Baca berita tanpa iklan. Gabung Kompas.com+

Bunyi Duit di Kampung Kaleng

Kompas.com - 02/02/2014, 13:02 WIB

KOMPAS.com -
Selama bunyi tak-tek-tok masih terdengar, berarti duit terus berputar. Begitu kata para perajin perabotan berbahan kaleng di Kampung Dukuh, Desa Pasirmukti, Citeureup, Kabupaten Bogor.

Memasuki Kampung Dukuh, Desa Pasirmukti, seperti memasuki dunia kaleng. Sejauh mata memandang, pelat-pelat kaleng yang baru maupun bekas terlihat menumpuk hingga ke gang-gang sempit. Permukaannya memantulkan bayangan pepohonan, rumah, dan kaki-kaki warga yang lalu lalang.

Di muka hampir semua rumah, kita bisa melihat produk berbahan kaleng tersusun rapi. Ada panci, kompor, kaleng kerupuk, tempat sampah, langseng, penggorengan, oven raksasa, aksesori mobil, bahkan knalpot sepeda motor. Barang-barang itu menunggu diangkut ke sejumlah pasar terutama di Jabodetabek.

Yang lebih khas dari kampung ini adalah suara tak-tek-tok yang bising. Bayangkan, di sana ada 135 keluarga yang membuka bengkel produksi kerajinan berbahan kaleng. Setiap bengkel menghasilkan suara tak-tek-tok yang keluar dari benturan palu menempa pelat kaleng. Bunyi itu terdengar ritmis dan bersahut-sahutan. Dedi Ahmadi (33), anak muda Kampung Dukuh, mengatakan, bunyi mulai terdengar di pagi hari dan baru berhenti malam hari. ”Yang bisa menghentikan suara tak-tek-tok di kampung ini hanya azan, waktu makan, dan istirahat,” ujar Dedi berseloroh.

Begitulah, bunyi kaleng bagai detak jantung yang menandakan bahwa ”kampung kaleng” masih ada. ”Kalau suara itu hilang artinya perajin kaleng di sini semuanya sudah bangkrut,” tambah Dedi.

Pelanggan tukang bakso

Siang itu, ia mengajak kami mampir ke bengkel kerja milik Anwarudin (45) di pojok kampung dekat kuburan. ”Konser” kaleng seperti menyambut kedatangan kami.

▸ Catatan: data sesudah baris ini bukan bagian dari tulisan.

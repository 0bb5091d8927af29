// Copyright (c) 2026 Robert L. Snyder, Sierra Vista, AZ
// Licensed under the MIT License. See LICENSE file in the project root for details.

//! Performance benchmarks for the SysEx core
//!
//! Run with: cargo bench
//!
//! These benchmarks measure:
//! - Frame encoding and decoding
//! - Value validation across the catalog
//! - Query round trips against the simulated instrument

use std::sync::Arc;
use std::time::Duration;

use criterion::{black_box, criterion_group, criterion_main, BenchmarkId, Criterion};

use matriarch_ctl::midi::simulated::PORT_NAME;
use matriarch_ctl::midi::SimulatedDevice;
use matriarch_ctl::{params, sysex, ConnectionManager, Settings};

/// Benchmark building query and set frames
fn bench_encode(c: &mut Criterion) {
    let mut group = c.benchmark_group("encode");

    group.bench_function("query", |b| {
        b.iter(|| black_box(sysex::encode_query(black_box(23), black_box(0))))
    });

    for value in [0u16, 127, 8192, 16383].iter() {
        group.bench_with_input(BenchmarkId::new("set", value), value, |b, &value| {
            b.iter(|| black_box(sysex::encode_set(23, black_box(value), 0)))
        });
    }

    group.finish();
}

/// Benchmark the listener's per-frame work
fn bench_decode(c: &mut Criterion) {
    let frame = sysex::encode_response(23, 9000, 0).unwrap_or_default();
    let foreign = vec![0xF0, 0x43, 0x10, 0x4C, 0x00, 0x00, 0x7E, 0x00, 0xF7];

    c.bench_function("decode_response", |b| {
        b.iter(|| black_box(sysex::decode_response(black_box(&frame))))
    });

    c.bench_function("is_recognized_foreign", |b| {
        b.iter(|| black_box(sysex::is_recognized(black_box(&foreign))))
    });

    c.bench_function("format_for_log", |b| {
        b.iter(|| black_box(sysex::format_for_log(black_box(&frame))))
    });
}

/// Benchmark validating out-of-range input against every parameter
fn bench_validate(c: &mut Criterion) {
    c.bench_function("validate_catalog", |b| {
        b.iter(|| {
            let mut sum = 0u32;
            for def in params::PARAMETERS {
                sum += u32::from(def.validate(black_box(20000)));
                sum += u32::from(def.validate(black_box(-5)));
            }
            black_box(sum)
        })
    });

    c.bench_function("lookup", |b| {
        b.iter(|| black_box(params::get(black_box(71))))
    });
}

/// Benchmark a full query round trip through the listener thread
fn bench_round_trip(c: &mut Criterion) {
    let mut settings = Settings::default();
    settings.listener.poll_interval_ms = 1;
    let device = SimulatedDevice::new();
    let manager = ConnectionManager::new(Arc::new(device), settings);
    if !manager.connect(PORT_NAME, PORT_NAME) {
        return;
    }

    c.bench_function("query_round_trip", |b| {
        b.iter(|| black_box(manager.query_one(23, Some(Duration::from_secs(1)))))
    });

    manager.disconnect();
}

criterion_group!(
    benches,
    bench_encode,
    bench_decode,
    bench_validate,
    bench_round_trip,
);

criterion_main!(benches);
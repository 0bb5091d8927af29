// Copyright (c) 2026 Robert L. Snyder, Sierra Vista, AZ
// Licensed under the MIT License. See LICENSE file in the project root for details.

//! Error types for the SysEx core.

use thiserror::Error;

/// Result type alias for library operations
pub type Result<T> = std::result::Result<T, Error>;

/// Errors that can occur while talking to the instrument
#[derive(Debug, Error)]
pub enum Error {
    /// A MIDI port could not be opened (bad name, busy, backend failure)
    #[error("failed to open MIDI port '{port}': {reason}")]
    PortOpen { port: String, reason: String },

    /// A message could not be written to the output port
    #[error("failed to write MIDI message: {0}")]
    PortWrite(String),

    /// Frame is shorter than the smallest valid response
    #[error("SysEx frame too short: {0} bytes")]
    FrameTooShort(usize),

    /// Frame does not start with 0xF0 or end with 0xF7
    #[error("SysEx frame is missing its start/end delimiters")]
    BadFraming,

    /// Manufacturer bytes do not match
    #[error("unknown manufacturer ID {0:02X} {1:02X}")]
    UnknownManufacturer(u8, u8),

    /// Command byte is not the set/response command
    #[error("unexpected SysEx command {0:02X}")]
    UnexpectedCommand(u8),

    /// No response arrived for a query before its deadline
    #[error("query for parameter {0} timed out")]
    QueryTimeout(u8),

    /// A value falls outside the parameter's declared bounds
    #[error("value {value} is out of range for parameter {parameter}")]
    Validation { parameter: u8, value: i32 },

    /// Parameter id is not in the catalog
    #[error("unknown parameter {0}")]
    UnknownParameter(u8),

    /// Operation needs an open connection
    #[error("not connected")]
    NotConnected,

    /// Settings are structurally valid but semantically wrong
    #[error("configuration error: {0}")]
    Config(String),

    /// IO error
    #[error("IO error: {0}")]
    Io(#[from] std::io::Error),

    /// TOML parsing error
    #[error("TOML parse error: {0}")]
    TomlParse(#[from] toml::de::Error),

    /// TOML serialization error
    #[error("TOML serialization error: {0}")]
    TomlSerialize(#[from] toml::ser::Error),
}

impl Error {
    /// Whether the error came from decoding a frame.
    ///
    /// Codec errors are dropped by the listener; everything else is reported.
    pub fn is_codec(&self) -> bool {
        matches!(
            self,
            Error::FrameTooShort(_)
                | Error::BadFraming
                | Error::UnknownManufacturer(..)
                | Error::UnexpectedCommand(_)
        )
    }
}

#[cfg(test)]
mod tests {
    use super::*;

    #[test]
    fn test_codec_classification() {
        assert!(Error::FrameTooShort(3).is_codec());
        assert!(Error::BadFraming.is_codec());
        assert!(Error::UnknownManufacturer(0, 0).is_codec());
        assert!(Error::UnexpectedCommand(0x3E).is_codec());
        assert!(!Error::QueryTimeout(5).is_codec());
        assert!(!Error::PortWrite("gone".into()).is_codec());
    }

    #[test]
    fn test_display_messages() {
        let err = Error::UnknownManufacturer(0x00, 0x20);
        assert_eq!(err.to_string(), "unknown manufacturer ID 00 20");

        let err = Error::Validation {
            parameter: 37,
            value: 13,
        };
        assert_eq!(err.to_string(), "value 13 is out of range for parameter 37");
    }
}
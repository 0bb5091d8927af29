// Copyright (c) 2026 Robert L. Snyder, Sierra Vista, AZ
// Licensed under the MIT License. See LICENSE file in the project root for details.

//! Global parameter catalog.
//!
//! Static definitions of every global setting the instrument exposes over
//! SysEx: id, type, bounds, factory default, and how to render a value.

pub mod catalog;
pub mod dependencies;
pub mod display;

use std::collections::BTreeMap;
use std::fmt;

pub use catalog::PARAMETERS;
pub use dependencies::{is_editable, DependencyRule, DEPENDENCY_RULES};

/// Parameter id of the unit identifier, used as a cheap connectivity probe
pub const UNIT_ID_PARAMETER: u8 = 0;

/// Grouping used by the editor tabs
#[derive(Debug, Clone, Copy, PartialEq, Eq, PartialOrd, Ord, Hash)]
pub enum Category {
    MidiCommunication,
    PerformanceKeyboard,
    ArpSequencer,
    AudioCv,
    Advanced,
}

impl Category {
    /// Tab label
    pub fn label(&self) -> &'static str {
        match self {
            Category::MidiCommunication => "MIDI & Communication",
            Category::PerformanceKeyboard => "Performance & Keyboard",
            Category::ArpSequencer => "Arp/Sequencer",
            Category::AudioCv => "Audio & CV",
            Category::Advanced => "Advanced",
        }
    }
}

impl fmt::Display for Category {
    fn fmt(&self, f: &mut fmt::Formatter<'_>) -> fmt::Result {
        f.write_str(self.label())
    }
}

/// Value domain of a parameter
#[derive(Debug, Clone, Copy, PartialEq, Eq)]
pub enum ParameterKind {
    /// Off/on, 0 or 1
    Toggle,
    /// Discrete codes with labels, sorted by code
    Choice(&'static [(u16, &'static str)]),
    /// Inclusive range
    Range { min: u16, max: u16 },
    /// Channel index 0-15, shown as 1-16
    MidiChannel,
}

/// Static definition of one global parameter
#[derive(Clone, Copy)]
pub struct ParameterDef {
    pub id: u8,
    pub name: &'static str,
    pub category: Category,
    pub kind: ParameterKind,
    pub default: u16,
    pub description: &'static str,
    pub tooltip: Option<&'static str>,
    pub formatter: Option<fn(u16) -> String>,
}

impl fmt::Debug for ParameterDef {
    fn fmt(&self, f: &mut fmt::Formatter<'_>) -> fmt::Result {
        f.debug_struct("ParameterDef")
            .field("id", &self.id)
            .field("name", &self.name)
            .field("kind", &self.kind)
            .field("default", &self.default)
            .finish()
    }
}

impl ParameterDef {
    const fn new(
        id: u8,
        name: &'static str,
        category: Category,
        kind: ParameterKind,
        default: u16,
        description: &'static str,
    ) -> Self {
        Self {
            id,
            name,
            category,
            kind,
            default,
            description,
            tooltip: None,
            formatter: None,
        }
    }

    pub(crate) const fn toggle(
        id: u8,
        name: &'static str,
        category: Category,
        default: u16,
        description: &'static str,
    ) -> Self {
        Self::new(id, name, category, ParameterKind::Toggle, default, description)
    }

    pub(crate) const fn choice(
        id: u8,
        name: &'static str,
        category: Category,
        default: u16,
        description: &'static str,
        choices: &'static [(u16, &'static str)],
    ) -> Self {
        Self::new(
            id,
            name,
            category,
            ParameterKind::Choice(choices),
            default,
            description,
        )
    }

    pub(crate) const fn range(
        id: u8,
        name: &'static str,
        category: Category,
        default: u16,
        description: &'static str,
        min: u16,
        max: u16,
    ) -> Self {
        Self::new(
            id,
            name,
            category,
            ParameterKind::Range { min, max },
            default,
            description,
        )
    }

    pub(crate) const fn channel(
        id: u8,
        name: &'static str,
        category: Category,
        default: u16,
        description: &'static str,
    ) -> Self {
        Self::new(id, name, category, ParameterKind::MidiChannel, default, description)
    }

    pub(crate) const fn with_tooltip(mut self, tooltip: &'static str) -> Self {
        self.tooltip = Some(tooltip);
        self
    }

    pub(crate) const fn with_formatter(mut self, formatter: fn(u16) -> String) -> Self {
        self.formatter = Some(formatter);
        self
    }

    /// Tooltip text, falling back to the description
    pub fn tooltip(&self) -> &'static str {
        self.tooltip.unwrap_or(self.description)
    }

    /// Smallest and largest accepted value
    pub fn bounds(&self) -> (u16, u16) {
        match self.kind {
            ParameterKind::Toggle => (0, 1),
            ParameterKind::Choice(choices) => {
                let min = choices.iter().map(|(code, _)| *code).min().unwrap_or(0);
                let max = choices.iter().map(|(code, _)| *code).max().unwrap_or(0);
                (min, max)
            }
            ParameterKind::Range { min, max } => (min, max),
            ParameterKind::MidiChannel => (0, 15),
        }
    }

    /// Normalize an arbitrary value into the parameter's domain.
    ///
    /// Toggles collapse to 0/1, choices snap to the numerically closest code
    /// (lowest code on a tie), ranges and channels clamp.
    pub fn validate(&self, value: i32) -> u16 {
        match self.kind {
            ParameterKind::Toggle => u16::from(value != 0),
            ParameterKind::Choice(choices) => choices
                .iter()
                .map(|(code, _)| *code)
                .min_by_key(|code| (i32::from(*code) - value).abs())
                .unwrap_or(self.default),
            ParameterKind::Range { min, max } => {
                value.clamp(i32::from(min), i32::from(max)) as u16
            }
            ParameterKind::MidiChannel => value.clamp(0, 15) as u16,
        }
    }

    /// Whether `value` is already inside the domain
    pub fn accepts(&self, value: i32) -> bool {
        match self.kind {
            ParameterKind::Toggle => value == 0 || value == 1,
            ParameterKind::Choice(choices) => {
                choices.iter().any(|(code, _)| i32::from(*code) == value)
            }
            ParameterKind::Range { min, max } => {
                (i32::from(min)..=i32::from(max)).contains(&value)
            }
            ParameterKind::MidiChannel => (0..=15).contains(&value),
        }
    }

    /// Human-readable rendering of a value
    pub fn display(&self, value: u16) -> String {
        if let Some(formatter) = self.formatter {
            return formatter(value);
        }
        match self.kind {
            ParameterKind::Toggle if value != 0 => "On".to_string(),
            ParameterKind::Toggle => "Off".to_string(),
            ParameterKind::Choice(choices) => choices
                .iter()
                .find(|(code, _)| *code == value)
                .map(|(_, label)| label.to_string())
                .unwrap_or_else(|| format!("Unknown ({})", value)),
            ParameterKind::MidiChannel => format!("Channel {}", value + 1),
            ParameterKind::Range { .. } => value.to_string(),
        }
    }

    /// Whether `value` differs from the factory default
    pub fn is_customized(&self, value: u16) -> bool {
        value != self.default
    }
}

/// Look up a parameter by id
pub fn get(id: u8) -> Option<&'static ParameterDef> {
    PARAMETERS
        .binary_search_by_key(&id, |p| p.id)
        .ok()
        .map(|index| &PARAMETERS[index])
}

/// All parameter ids in ascending order
pub fn ids() -> Vec<u8> {
    PARAMETERS.iter().map(|p| p.id).collect()
}

/// Factory defaults for every parameter
pub fn defaults() -> BTreeMap<u8, u16> {
    PARAMETERS.iter().map(|p| (p.id, p.default)).collect()
}

/// Parameters grouped by category, each group sorted by name
pub fn by_category() -> BTreeMap<Category, Vec<&'static ParameterDef>> {
    let mut groups: BTreeMap<Category, Vec<&'static ParameterDef>> = BTreeMap::new();
    for param in PARAMETERS {
        groups.entry(param.category).or_default().push(param);
    }
    for params in groups.values_mut() {
        params.sort_by_key(|p| p.name);
    }
    groups
}
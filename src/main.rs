// Copyright (c) 2026 Robert L. Snyder, Sierra Vista, AZ
// Licensed under the MIT License. See LICENSE file in the project root for details.

use std::env;
use std::path::PathBuf;
use std::sync::Arc;
use std::thread;
use std::time::Duration;

use anyhow::{anyhow, bail, Context, Result};
use tracing::info;
use tracing_subscriber::EnvFilter;

use matriarch_ctl::connection::{TrafficFilter, TrafficLog};
use matriarch_ctl::midi::{MidirTransport, SimulatedDevice, Transport};
use matriarch_ctl::params::{self, ParameterDef};
use matriarch_ctl::{ConnectionManager, PortList, Settings};

/// Parameters read by `--test`: unit id, note priority, MIDI channel,
/// pitch bend range, paraphony mode
const SAMPLE_PARAMETERS: [u8; 5] = [0, 3, 10, 37, 55];

fn print_usage() {
    println!("Matriarch Controller - global parameter editor");
    println!();
    println!("Usage: matriarch-ctl [OPTIONS] <COMMAND>");
    println!();
    println!("Commands:");
    println!("  --list-ports            List available MIDI inputs and outputs");
    println!("  --params                Print the parameter catalog");
    println!("  --test                  Connect, probe the instrument and read sample parameters");
    println!("  --query <ID>            Read one parameter");
    println!("  --query-all             Read every parameter");
    println!("  --set <ID> <VALUE>      Write one parameter");
    println!("  --reset-defaults        Write the factory default of every parameter");
    println!("  --monitor [SECS]        Print incoming MIDI traffic (default 30 seconds)");
    println!("  --help                  Show this help message");
    println!();
    println!("Options:");
    println!("  --config <PATH>         Load settings from a TOML file");
    println!("  --input <NAME>          MIDI input port name");
    println!("  --output <NAME>         MIDI output port name");
    println!("  --simulate              Talk to a simulated instrument instead of hardware");
    println!("  --debug                 Verbose logging");
}

#[derive(Debug, Clone, PartialEq, Eq)]
enum Command {
    ListPorts,
    Params,
    Test,
    Query(u8),
    QueryAll,
    Set(u8, i32),
    ResetDefaults,
    Monitor(u64),
    Help,
}

#[derive(Debug, Default)]
struct Options {
    command: Option<Command>,
    config: Option<PathBuf>,
    input: Option<String>,
    output: Option<String>,
    simulate: bool,
    debug: bool,
}

fn next_value<'a>(args: &mut impl Iterator<Item = &'a String>, flag: &str) -> Result<&'a String> {
    args.next()
        .ok_or_else(|| anyhow!("{} requires a value", flag))
}

fn parse_id(text: &str) -> Result<u8> {
    text.parse()
        .map_err(|_| anyhow!("Invalid parameter id: {}", text))
}

fn parse_args(args: &[String]) -> Result<Options> {
    let mut options = Options::default();
    let mut iter = args.iter().peekable();

    while let Some(arg) = iter.next() {
        let command = match arg.as_str() {
            "--list-ports" => Command::ListPorts,
            "--params" => Command::Params,
            "--test" => Command::Test,
            "--query" => Command::Query(parse_id(next_value(&mut iter, arg)?)?),
            "--query-all" => Command::QueryAll,
            "--set" => {
                let id = parse_id(next_value(&mut iter, arg)?)?;
                let raw = next_value(&mut iter, arg)?;
                let value = raw
                    .parse()
                    .map_err(|_| anyhow!("Invalid value: {}", raw))?;
                Command::Set(id, value)
            }
            "--reset-defaults" => Command::ResetDefaults,
            "--monitor" => {
                let operand = iter
                    .peek()
                    .filter(|next| !next.starts_with("--"))
                    .map(|next| next.to_string());
                let secs = match operand {
                    Some(text) => {
                        iter.next();
                        text.parse()
                            .map_err(|_| anyhow!("Invalid duration: {}", text))?
                    }
                    None => 30,
                };
                Command::Monitor(secs)
            }
            "--help" | "-h" => Command::Help,
            "--config" => {
                options.config = Some(PathBuf::from(next_value(&mut iter, arg)?));
                continue;
            }
            "--input" => {
                options.input = Some(next_value(&mut iter, arg)?.clone());
                continue;
            }
            "--output" => {
                options.output = Some(next_value(&mut iter, arg)?.clone());
                continue;
            }
            "--simulate" => {
                options.simulate = true;
                continue;
            }
            "--debug" => {
                options.debug = true;
                continue;
            }
            other => bail!("Unknown option: {}", other),
        };

        if options.command.is_some() {
            bail!("Only one command may be given");
        }
        options.command = Some(command);
    }

    Ok(options)
}

fn init_logging(debug: bool) {
    let default_level = if debug { "debug" } else { "info" };
    let filter = EnvFilter::try_from_default_env()
        .unwrap_or_else(|_| EnvFilter::new(format!("matriarch_ctl={}", default_level)));
    tracing_subscriber::fmt()
        .with_env_filter(filter)
        .with_writer(std::io::stderr)
        .init();
}

/// First port whose name mentions the instrument
fn detect_port(names: &[String]) -> Option<String> {
    names
        .iter()
        .find(|name| name.to_lowercase().contains("matriarch"))
        .cloned()
}

fn resolve_ports(options: &Options, settings: &Settings, ports: &PortList) -> Result<(String, String)> {
    let input = options
        .input
        .clone()
        .or_else(|| settings.midi.input_port.clone())
        .or_else(|| detect_port(&ports.inputs))
        .ok_or_else(|| anyhow!("No MIDI input selected; use --input or --list-ports"))?;
    let output = options
        .output
        .clone()
        .or_else(|| settings.midi.output_port.clone())
        .or_else(|| detect_port(&ports.outputs))
        .ok_or_else(|| anyhow!("No MIDI output selected; use --output or --list-ports"))?;
    Ok((input, output))
}

fn connect(options: &Options, settings: &Settings) -> Result<ConnectionManager> {
    let transport: Arc<dyn Transport> = if options.simulate {
        Arc::new(SimulatedDevice::new())
    } else {
        Arc::new(MidirTransport::new())
    };

    let manager = ConnectionManager::new(transport, settings.clone());
    manager.on_error(|message| eprintln!("Error: {}", message));

    let (input, output) = resolve_ports(options, settings, &manager.list_ports())?;
    println!("Connecting to MIDI ports...");
    println!("  Input:  {}", input);
    println!("  Output: {}", output);
    if !manager.connect(&input, &output) {
        bail!("Failed to connect to MIDI ports");
    }
    Ok(manager)
}

fn lookup(parameter_id: u8) -> Result<&'static ParameterDef> {
    params::get(parameter_id).ok_or_else(|| anyhow!("Unknown parameter id: {}", parameter_id))
}

fn list_ports(options: &Options) -> Result<()> {
    let transport: Box<dyn Transport> = if options.simulate {
        Box::new(SimulatedDevice::new())
    } else {
        Box::new(MidirTransport::new())
    };

    let inputs = transport.list_inputs().context("Failed to list MIDI inputs")?;
    let outputs = transport.list_outputs().context("Failed to list MIDI outputs")?;

    println!("MIDI Inputs:");
    if inputs.is_empty() {
        println!("  (none)");
    }
    for (i, name) in inputs.iter().enumerate() {
        println!("  {}: {}", i + 1, name);
    }
    println!("MIDI Outputs:");
    if outputs.is_empty() {
        println!("  (none)");
    }
    for (i, name) in outputs.iter().enumerate() {
        println!("  {}: {}", i + 1, name);
    }
    Ok(())
}

fn print_params() {
    for (category, defs) in params::by_category() {
        println!("{}", category);
        for def in defs {
            let (min, max) = def.bounds();
            println!(
                "  {:>3}  {:<40} default {:<28} [{}-{}]",
                def.id,
                def.name,
                def.display(def.default),
                min,
                max
            );
        }
        println!();
    }
}

fn run_test(manager: &ConnectionManager) -> Result<()> {
    let log = Arc::new(TrafficLog::new());
    manager.record_traffic(Arc::clone(&log));

    println!("\nTesting communication with Matriarch...");
    if !manager.test_connection() {
        println!("Communication test FAILED!");
        println!("Make sure:");
        println!("  - Matriarch is powered on");
        println!("  - MIDI cables are properly connected");
        println!("  - Matriarch MIDI settings are correct");
        bail!("No response from instrument");
    }
    println!("Communication test PASSED!");

    println!("\nQuerying sample parameters...");
    for id in SAMPLE_PARAMETERS {
        let def = lookup(id)?;
        println!("\nQuerying: {}", def.name);
        match manager.query_one(id, None) {
            Some(value) => println!("  Result: {} ({})", value, def.display(value)),
            None => println!("  Result: FAILED (timeout or error)"),
        }
        thread::sleep(manager.settings().query.delay());
    }

    let lines = log.lines(&TrafficFilter::default());
    println!("\nRecent MIDI Messages ({}):", lines.len());
    for line in lines.iter().rev().take(10).rev() {
        println!("  {}", line);
    }
    Ok(())
}

fn query_one(manager: &ConnectionManager, parameter_id: u8) -> Result<()> {
    let def = lookup(parameter_id)?;
    let value = manager
        .try_query(parameter_id, None)
        .with_context(|| format!("Failed to read {}", def.name))?;
    println!("{} ({}): {} ({})", def.name, def.id, value, def.display(value));
    Ok(())
}

fn query_all(manager: &ConnectionManager) -> Result<()> {
    let ids = params::ids();
    let retries = manager.settings().query.retry_count;

    let mut results = manager.query_all(&ids, retries, |done, total| {
        eprint!("\rQuerying parameters: {}/{}", done, total);
    });
    eprintln!();

    let failed = results.failed_ids();
    if !failed.is_empty() {
        info!("Retrying {} failed parameters", failed.len());
        results.merge(manager.query_all(&failed, retries, |_, _| {}));
    }

    for (id, value) in results.iter() {
        let def = lookup(id)?;
        match value {
            Some(value) => println!(
                "  {:>3}  {:<40} {}{}",
                id,
                def.name,
                def.display(value),
                if def.is_customized(value) { " *" } else { "" }
            ),
            None => println!("  {:>3}  {:<40} (no response)", id, def.name),
        }
    }

    let failed = results.failed_ids();
    println!(
        "\n{} of {} parameters read",
        results.len() - failed.len(),
        results.len()
    );
    if !failed.is_empty() {
        println!("Failed: {:?}", failed);
    }
    Ok(())
}

fn set_parameter(manager: &ConnectionManager, parameter_id: u8, value: i32) -> Result<()> {
    let def = lookup(parameter_id)?;
    manager
        .try_set_parameter(parameter_id, value)
        .with_context(|| format!("Failed to set {}", def.name))?;

    // Sets are not acknowledged, so read the value back
    thread::sleep(manager.settings().query.delay());
    match manager.query_one(parameter_id, None) {
        Some(readback) => println!("{} = {} ({})", def.name, readback, def.display(readback)),
        None => println!("{} set; read-back timed out", def.name),
    }
    Ok(())
}

fn reset_defaults(manager: &ConnectionManager) {
    let results = manager.reset_to_defaults();
    let failed = results.failed_ids();
    println!(
        "Reset {} of {} parameters to defaults",
        results.len() - failed.len(),
        results.len()
    );
    if !failed.is_empty() {
        println!("Failed: {:?}", failed);
    }
}

fn monitor(manager: &ConnectionManager, secs: u64) {
    manager.on_raw_traffic(|text, _| println!("{}", text));
    manager.on_parameter_update(|id, value| {
        if let Some(def) = params::get(id) {
            println!("  -> {} = {}", def.name, def.display(value));
        }
    });

    println!("Monitoring MIDI input for {} seconds (press Ctrl+C to stop)...", secs);
    println!();
    thread::sleep(Duration::from_secs(secs));
    println!();
    println!("Monitor complete!");
}

fn main() -> Result<()> {
    let args: Vec<String> = env::args().skip(1).collect();
    let options = match parse_args(&args) {
        Ok(options) => options,
        Err(e) => {
            eprintln!("Error: {}", e);
            print_usage();
            std::process::exit(1);
        }
    };

    init_logging(options.debug);

    let Some(command) = options.command.clone() else {
        println!("Matriarch Controller");
        println!("Run with --help for usage information");
        return Ok(());
    };

    let settings = match &options.config {
        Some(path) => Settings::load(path)?,
        None => Settings::default(),
    };

    match command {
        Command::Help => print_usage(),
        Command::ListPorts => list_ports(&options)?,
        Command::Params => print_params(),
        Command::Test => {
            let manager = connect(&options, &settings)?;
            let result = run_test(&manager);
            manager.disconnect();
            result?;
            println!("\nTest completed successfully!");
        }
        Command::Query(id) => query_one(&connect(&options, &settings)?, id)?,
        Command::QueryAll => query_all(&connect(&options, &settings)?)?,
        Command::Set(id, value) => set_parameter(&connect(&options, &settings)?, id, value)?,
        Command::ResetDefaults => reset_defaults(&connect(&options, &settings)?),
        Command::Monitor(secs) => monitor(&connect(&options, &settings)?, secs),
    }

    Ok(())
}

#[cfg(test)]
mod tests {
    use super::*;

    fn args(list: &[&str]) -> Vec<String> {
        list.iter().map(|s| s.to_string()).collect()
    }

    #[test]
    fn test_parse_commands() {
        let options = parse_args(&args(&["--set", "37", "5", "--simulate"])).unwrap();
        assert_eq!(options.command, Some(Command::Set(37, 5)));
        assert!(options.simulate);

        let options = parse_args(&args(&["--reset-defaults", "--simulate"])).unwrap();
        assert_eq!(options.command, Some(Command::ResetDefaults));

        let options = parse_args(&args(&["--monitor"])).unwrap();
        assert_eq!(options.command, Some(Command::Monitor(30)));

        let options = parse_args(&args(&["--monitor", "5", "--debug"])).unwrap();
        assert_eq!(options.command, Some(Command::Monitor(5)));
        assert!(options.debug);
    }

    #[test]
    fn test_parse_errors() {
        assert!(parse_args(&args(&["--query"])).is_err());
        assert!(parse_args(&args(&["--query", "x"])).is_err());
        assert!(parse_args(&args(&["--bogus"])).is_err());
        assert!(parse_args(&args(&["--test", "--params"])).is_err());
    }

    #[test]
    fn test_detect_port() {
        let names = args(&["IAC Bus 1", "Moog Matriarch MIDI 1"]);
        assert_eq!(detect_port(&names).as_deref(), Some("Moog Matriarch MIDI 1"));
        assert_eq!(detect_port(&args(&["IAC Bus 1"])), None);
    }

    #[test]
    fn test_resolve_prefers_flags() {
        let ports = PortList {
            inputs: args(&["Moog Matriarch"]),
            outputs: args(&["Moog Matriarch"]),
        };
        let options = Options {
            input: Some("Other In".to_string()),
            ..Options::default()
        };
        let (input, output) = resolve_ports(&options, &Settings::default(), &ports).unwrap();
        assert_eq!(input, "Other In");
        assert_eq!(output, "Moog Matriarch");
    }
}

Di sana ada dua pekerja yang sedang membuat langseng berbahan pelat kaleng tebal. Pelat-pelat itu mereka gunting dengan aneka pola. Lantas mereka ketok dan sambung hingga berbentuk silinder.

Anwarudin mengatakan, semua pekerjaan di bengkel kerjanya masih dilakukan secara manual. Itu sebabnya, bengkelnya hanya bisa memproduksi sekitar 10 langseng aneka ukuran setiap hari. Langseng itu ia jual dengan harga antara Rp 110.000-Rp 150.000 per buah. Barang serupa setelah masuk ke toko kelontong, harganya bisa melonjak hingga dua kali lipat.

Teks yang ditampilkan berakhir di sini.